Этот мотив, едва намеченный одним штрихом в «Охранной грамоте», многократным эхом отдается в истории «падения» Лары («Теперь она — как это называется — теперь она — падшая», говорит героиня о себе: ДЖ 2: 12). В своих отношениях с Комаровским Лара и сама ощущает себя как «невольницу» («Теперь она на всю жизнь его невольница»: ibid., 2: 15), и таковой же представляется Юрию Живаго, когда он случайно подсматривает пантомиму ее молчаливого диалога с Комаровским:
…взаимное понимание их было пугающе волшебно, словно он был кукольником, а она послушною движениям его руки марионеткой. <…> Зрелище порабощения девушки было неисповедимо таинственно и беззастенчиво откровенно. (ДЖ 2: 21)
Характерно здесь схождение мотивов невольничества и «зрелища» как буквальной и вульгарной ипостаси познающего созерцания. Не забытой оказалась и «форма»: Лара носит коричневое гимназическое платье[96]
.Символом «феноменологизации» Лары — ее превращения из трансцендентного явления, каковым для его героя является женщина («При некотором полете фантазии Юра мог вообразить себя взошедшим на Арарат героем, пророком, победителем, всем чем угодно, но только не женщиной»: ДЖ 3:10), в «форму» женщины[97]

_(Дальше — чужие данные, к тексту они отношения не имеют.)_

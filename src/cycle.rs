//! Wraparound navigation over fixed-length sequences.
//!
//! One index contract serves every "current item" in the site: image
//! galleries on detail pages, the home-page carousel, and previous/next
//! sibling browsing across the project and case-study collections. The
//! sequence length is fixed for the lifetime of a navigation session; only
//! the index moves, wrapping at both ends.
//!
//! [`Cycle`] is the bare index state machine. [`Carousel`] layers the two
//! time-driven behaviors on top: a settle period after every index change
//! during which further input is ignored (so animations never overlap), and
//! optional auto-advance on a fixed interval that restarts whenever the
//! index changes. Both run on [`Timer`] deadlines, so replacing state
//! implicitly cancels whatever was pending.

use crate::clock::Timer;
use std::time::{Duration, Instant};

/// Index after `index` in a sequence of `len` items, wrapping to 0 past the
/// end. Sequences of length 0 or 1 have nowhere to go.
pub fn next_index(index: usize, len: usize) -> usize {
    if len <= 1 { index } else { (index + 1) % len }
}

/// Index before `index`, wrapping to `len - 1` before the start.
pub fn previous_index(index: usize, len: usize) -> usize {
    if len <= 1 { index } else { (index + len - 1) % len }
}

/// Current position in a fixed-length sequence, with wraparound stepping.
#[derive(Debug, Clone, Copy, PartialEq, Eq)]
pub struct Cycle {
    index: usize,
    len: usize,
}

impl Cycle {
    /// Start at index 0. A zero-length cycle is inert: every operation is a
    /// no-op and `current` stays 0.
    pub fn new(len: usize) -> Self {
        Self { index: 0, len }
    }

    pub fn len(&self) -> usize {
        self.len
    }

    pub fn is_empty(&self) -> bool {
        self.len == 0
    }

    pub fn current(&self) -> usize {
        self.index
    }

    /// Step forward, wrapping from the last item to the first.
    pub fn next(&mut self) -> usize {
        self.index = next_index(self.index, self.len);
        self.index
    }

    /// Step backward, wrapping from the first item to the last.
    pub fn previous(&mut self) -> usize {
        self.index = previous_index(self.index, self.len);
        self.index
    }

    /// Jump directly to `target`. Out-of-range targets are ignored.
    pub fn go_to(&mut self, target: usize) {
        if target < self.len {
            self.index = target;
        }
    }
}

/// Carousel timing knobs.
#[derive(Debug, Clone, Copy, PartialEq, Eq)]
pub struct CarouselOptions {
    /// Advance automatically on `interval`.
    pub autoplay: bool,
    /// Time between automatic advances.
    pub interval: Duration,
    /// Input is ignored for this long after every index change.
    pub settle: Duration,
}

impl Default for CarouselOptions {
    fn default() -> Self {
        Self {
            autoplay: false,
            interval: Duration::from_millis(6000),
            settle: Duration::from_millis(300),
        }
    }
}

impl CarouselOptions {
    /// Whether auto-advance is effective for a sequence of `len` items.
    /// Single-item (or empty) carousels never advance.
    pub fn autoplay_for(&self, len: usize) -> bool {
        self.autoplay && len > 1
    }
}

/// A [`Cycle`] with a transition guard and optional auto-advance.
///
/// Drive it with explicit instants: UI events call `next`/`previous`/`go_to`
/// and the event loop calls `tick` periodically. Dropping the carousel drops
/// its deadlines with it, so nothing fires after teardown.
#[derive(Debug, Clone)]
pub struct Carousel {
    cycle: Cycle,
    options: CarouselOptions,
    settle: Timer,
    advance: Timer,
}

impl Carousel {
    pub fn new(len: usize, options: CarouselOptions, now: Instant) -> Self {
        let mut carousel = Self {
            cycle: Cycle::new(len),
            options,
            settle: Timer::idle(),
            advance: Timer::idle(),
        };
        if options.autoplay_for(len) {
            carousel.advance.arm(now, options.interval);
        }
        carousel
    }

    pub fn current(&self) -> usize {
        self.cycle.current()
    }

    pub fn len(&self) -> usize {
        self.cycle.len()
    }

    pub fn is_empty(&self) -> bool {
        self.cycle.is_empty()
    }

    pub fn options(&self) -> &CarouselOptions {
        &self.options
    }

    /// True while the post-transition settle period is running.
    pub fn is_settling(&self, now: Instant) -> bool {
        self.settle.pending(now)
    }

    /// Advance one slide. Ignored while settling or when there is nowhere
    /// to go.
    pub fn next(&mut self, now: Instant) {
        if self.cycle.len() <= 1 || self.is_settling(now) {
            return;
        }
        self.cycle.next();
        self.committed(now);
    }

    /// Go back one slide. Ignored while settling or when there is nowhere
    /// to go.
    pub fn previous(&mut self, now: Instant) {
        if self.cycle.len() <= 1 || self.is_settling(now) {
            return;
        }
        self.cycle.previous();
        self.committed(now);
    }

    /// Jump to a slide. Ignored while settling, for out-of-range targets,
    /// and for the slide already showing.
    pub fn go_to(&mut self, target: usize, now: Instant) {
        if target >= self.cycle.len() || target == self.cycle.current() || self.is_settling(now) {
            return;
        }
        self.cycle.go_to(target);
        self.committed(now);
    }

    /// Run the timers. Call once per UI tick; fires at most one automatic
    /// advance per call.
    pub fn tick(&mut self, now: Instant) {
        if self.advance.fire(now) {
            if self.is_settling(now) {
                // Skip this beat, same as ignoring manual input mid-settle
                self.advance.arm(now, self.options.interval);
            } else {
                self.cycle.next();
                self.committed(now);
            }
        }
    }

    /// Post-index-change bookkeeping: start the settle period and restart
    /// the auto-advance interval from this instant.
    fn committed(&mut self, now: Instant) {
        self.settle.arm(now, self.options.settle);
        if self.options.autoplay_for(self.cycle.len()) {
            self.advance.arm(now, self.options.interval);
        }
    }
}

, доступную «воззрению» и «апперцепции» в вульгарно-чувственном смысле, служит картина, украшающая собой отдельный кабинет ресторана, «где лакеи и закусывающие провожали ее взглядами и как бы раздевали» (ДЖ 2: 16):Как называлась эта страшная картина с толстым римлянином в том первом отдельном кабинете, с которого все началось? «Женщина или ваза». Ну как же. Конечно. Известная картина. «Женщина или ваза». И она тогда еще не была женщиной, чтобы равняться с такой драгоценностью. (ДЖ 2: 19)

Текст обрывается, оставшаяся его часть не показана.